Arrow-right Camera
The Spokesman-Review Newspaper
Spokane, Washington  Est. May 19, 1883

Group Sues Over Utah Monument Clinton Violated Act In Creating Escalante Landmark, Suit Says

Associated Press

A federal judge has been asked by a conservative states’ rights advocacy group to overturn President Clinton’s Sept. 18 declaration of a 1.7 million-acre national monument in southern Utah.

The Western States Coalition’s suit makes the request of U.S. District Court Judge J. Thomas Greene, arguing Clinton overstepped his authority in creating the Grand Staircase-Escalante National Monument.

The plaintiffs contend the 1906 Antiquities Act limits monument tatus to landmarks, historic structures and “the smallest area” necessary to preserve such objects - not, the suit says, 1.7 million acres.

The suit, co-filed by the Denver-based Mountain States Legal Foundation, alleges Clinton violated the act’s provision that presidentially declared monuments “be confined to the smallest area” possible.

The monument, including Utah school trust lands, is too large and should be limited to about 300,000 acres, the complaint argues.

The remaining 1.4 million acres - which contains massive coal, oil and gas reserves - fail to meet the standards of the Antiquities Act, the suit says.

Scott Matheson Jr., the Clinton-appointed U.S. Attorney for Utah whose office likely will help defend Clinton and Babbitt against the suit, declined to discuss the issue when reached Friday afternoon.

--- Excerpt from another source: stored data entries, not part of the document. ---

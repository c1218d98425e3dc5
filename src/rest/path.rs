//! Path building infrastructure for REST resources.
//!
//! This module turns path templates such as `/{id}` into concrete request
//! paths and joins the pieces of a request path (base path, API version,
//! resource path, operation path) into one normalized absolute path.
//!
//! # Path Templates
//!
//! Templates use `{name}` placeholders. Values are percent-encoded when
//! substituted, so a value can never introduce a path separator. A
//! placeholder with no value, or an empty one, fails with
//! [`PathError::MissingUrlParameter`] when the template is interpolated,
//! not when it is parsed. A value of `.` or `..` fails with
//! [`PathError::DotSegment`]: URL parsers resolve those (even
//! percent-encoded), which would move the request to another endpoint.
//!
//! # Example
//!
//! ```rust
//! use workamajig_api::rest::{join_path, UrlTemplate};
//! use std::collections::HashMap;
//!
//! let template = UrlTemplate::new("/{id}");
//! let mut params = HashMap::new();
//! params.insert("id", "a b");
//!
//! let command = template.interpolate(&params).unwrap();
//! assert_eq!(command, "/a%20b");
//!
//! let full = join_path(&["/api/", "beta1", "contacts", &command]);
//! assert_eq!(full, "/api/beta1/contacts/a%20b");
//! ```

use std::collections::HashMap;
use std::fmt::Display;

use thiserror::Error;

use crate::clients::{ErrorDetails, HttpMethod, WorkamajigError};

/// Errors raised while building a request path.
#[derive(Debug, Error, Clone, PartialEq, Eq)]
pub enum PathError {
    /// A placeholder had no value in the parameter map.
    #[error("Missing URL parameter: '{name}'")]
    MissingUrlParameter {
        /// The placeholder name.
        name: String,
    },
    /// A placeholder value was a relative path segment.
    #[error("URL parameter '{name}' cannot be '{value}'")]
    DotSegment {
        /// The placeholder name.
        name: String,
        /// The rejected value.
        value: String,
    },
}

impl From<PathError> for WorkamajigError {
    fn from(error: PathError) -> Self {
        match error {
            PathError::MissingUrlParameter { name } => Self::MissingUrlParameter { name },
            PathError::DotSegment { name, value } => Self::InvalidRequest(ErrorDetails {
                raw_type: Some("invalid_request_error".to_string()),
                message: Some(format!("URL parameter '{name}' cannot be '{value}'")),
                param: Some(name),
                ..ErrorDetails::default()
            }),
        }
    }
}

#[derive(Clone, Debug, PartialEq, Eq)]
enum Segment {
    Literal(String),
    Param(String),
}

/// A parsed path template.
///
/// Parsing never fails: text that is not a well-formed `{name}` token is
/// kept as a literal.
#[derive(Clone, Debug, PartialEq, Eq)]
pub struct UrlTemplate {
    segments: Vec<Segment>,
}

impl UrlTemplate {
    /// Parses a template.
    #[must_use]
    pub fn new(template: &str) -> Self {
        let mut segments = Vec::new();
        let mut rest = template;

        while let Some(open) = rest.find('{') {
            let Some(close) = rest[open..].find('}').map(|i| open + i) else {
                break;
            };
            let name = &rest[open + 1..close];
            if name.is_empty() || name.contains('{') {
                // Not a token: keep everything up to and including the brace.
                push_literal(&mut segments, &rest[..=open]);
                rest = &rest[open + 1..];
                continue;
            }
            push_literal(&mut segments, &rest[..open]);
            segments.push(Segment::Param(name.to_string()));
            rest = &rest[close + 1..];
        }
        push_literal(&mut segments, rest);

        Self { segments }
    }

    /// Returns the placeholder names in order of appearance.
    pub fn param_names(&self) -> impl Iterator<Item = &str> {
        self.segments.iter().filter_map(|s| match s {
            Segment::Param(name) => Some(name.as_str()),
            Segment::Literal(_) => None,
        })
    }

    /// Substitutes every placeholder with its percent-encoded value.
    ///
    /// # Errors
    ///
    /// Returns [`PathError::MissingUrlParameter`] for the first placeholder
    /// without a value or with an empty one, and [`PathError::DotSegment`]
    /// for a value of `.` or `..`.
    #[allow(clippy::implicit_hasher)]
    pub fn interpolate<V: Display>(&self, params: &HashMap<&str, V>) -> Result<String, PathError> {
        let mut result = String::new();

        for segment in &self.segments {
            match segment {
                Segment::Literal(text) => result.push_str(text),
                Segment::Param(name) => {
                    let value = params
                        .get(name.as_str())
                        .map(ToString::to_string)
                        .filter(|value| !value.is_empty())
                        .ok_or_else(|| PathError::MissingUrlParameter { name: name.clone() })?;
                    if value == "." || value == ".." {
                        return Err(PathError::DotSegment {
                            name: name.clone(),
                            value,
                        });
                    }
                    result.push_str(&urlencoding::encode(&value));
                }
            }
        }

        Ok(result)
    }
}

fn push_literal(segments: &mut Vec<Segment>, text: &str) {
    if text.is_empty() {
        return;
    }
    if let Some(Segment::Literal(last)) = segments.last_mut() {
        last.push_str(text);
    } else {
        segments.push(Segment::Literal(text.to_string()));
    }
}

/// Joins path pieces into one absolute path.
///
/// Backslashes are treated as separators, repeated separators collapse,
/// and empty or `.` segments are dropped. The result always starts with
/// `/` and never ends with one (unless it is the root).
#[must_use]
pub fn join_path(parts: &[&str]) -> String {
    let segments: Vec<&str> = parts
        .iter()
        .flat_map(|part| part.split(['/', '\\']))
        .filter(|segment| !segment.is_empty() && *segment != ".")
        .collect();

    format!("/{}", segments.join("/"))
}

/// The basic operations a resource can enable without declaring them.
#[derive(Debug, Clone, Copy, PartialEq, Eq, Hash)]
pub enum ResourceOperation {
    /// Create a record (POST /resource).
    Create,
    /// List records (GET /resource).
    List,
    /// Fetch one record (GET /resource/{id}).
    Retrieve,
    /// Update a record (POST /resource/{id}).
    Update,
    /// Delete a record (DELETE /resource/{id}).
    Delete,
}

impl ResourceOperation {
    /// All basic operations.
    pub const ALL: [Self; 5] = [
        Self::Create,
        Self::List,
        Self::Retrieve,
        Self::Update,
        Self::Delete,
    ];

    /// Returns the HTTP method for this operation.
    ///
    /// The Workamajig API updates records with POST, not PUT.
    #[must_use]
    pub const fn default_http_method(&self) -> HttpMethod {
        match self {
            Self::List | Self::Retrieve => HttpMethod::Get,
            Self::Create | Self::Update => HttpMethod::Post,
            Self::Delete => HttpMethod::Delete,
        }
    }

    /// Returns the operation path template, relative to the resource path.
    #[must_use]
    pub const fn path_template(&self) -> &'static str {
        match self {
            Self::Create | Self::List => "",
            Self::Retrieve | Self::Update | Self::Delete => "/{id}",
        }
    }

    /// Returns the URL parameters the operation path needs.
    #[must_use]
    pub const fn url_params(&self) -> &'static [&'static str] {
        match self {
            Self::Create | Self::List => &[],
            Self::Retrieve | Self::Update | Self::Delete => &["id"],
        }
    }

    /// Returns the operation name as a string.
    #[must_use]
    pub const fn as_str(&self) -> &'static str {
        match self {
            Self::Create => "create",
            Self::List => "list",
            Self::Retrieve => "retrieve",
            Self::Update => "update",
            Self::Delete => "delete",
        }
    }

    /// Looks an operation up by name. `del` is accepted for `delete`.
    #[must_use]
    pub fn from_name(name: &str) -> Option<Self> {
        if name == "del" {
            return Some(Self::Delete);
        }
        Self::ALL.into_iter().find(|op| op.as_str() == name)
    }
}

// Verify types are Send + Sync at compile time
const _: fn() = || {
    const fn assert_send_sync<T: Send + Sync>() {}
    assert_send_sync::<ResourceOperation>();
    assert_send_sync::<UrlTemplate>();
};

It was the first lawsuit to challenge the president’s declaration, but it might not be the last.

Mark Walsh of the Utah Association of Counties said his organization is also considering suing.

“Many of us believe the president, if he didn’t abuse the letter of the law, he certainly abused (its) spirit in what he did.

He overstepped his bounds to shut down mining, and that’s not a proper use of the Antiquities Act.”

The declaration “just smacks of election-year politics and was done against the people of Utah, which is a cowardly act,” Walsh said.

Republican Gov. Mike Leavitt declined to comment on the substance of the new lawsuit, but reiterated his objections to the process used to create the monument.

He said the state has made no decision about a lawsuit of its own, but noted that suits “are started so easily but are so hard to finish.”

Met Johnson of New Harmony, the coalition executive director, said Clinton “dealt a blow to Utahns by catering to environmental extremists.”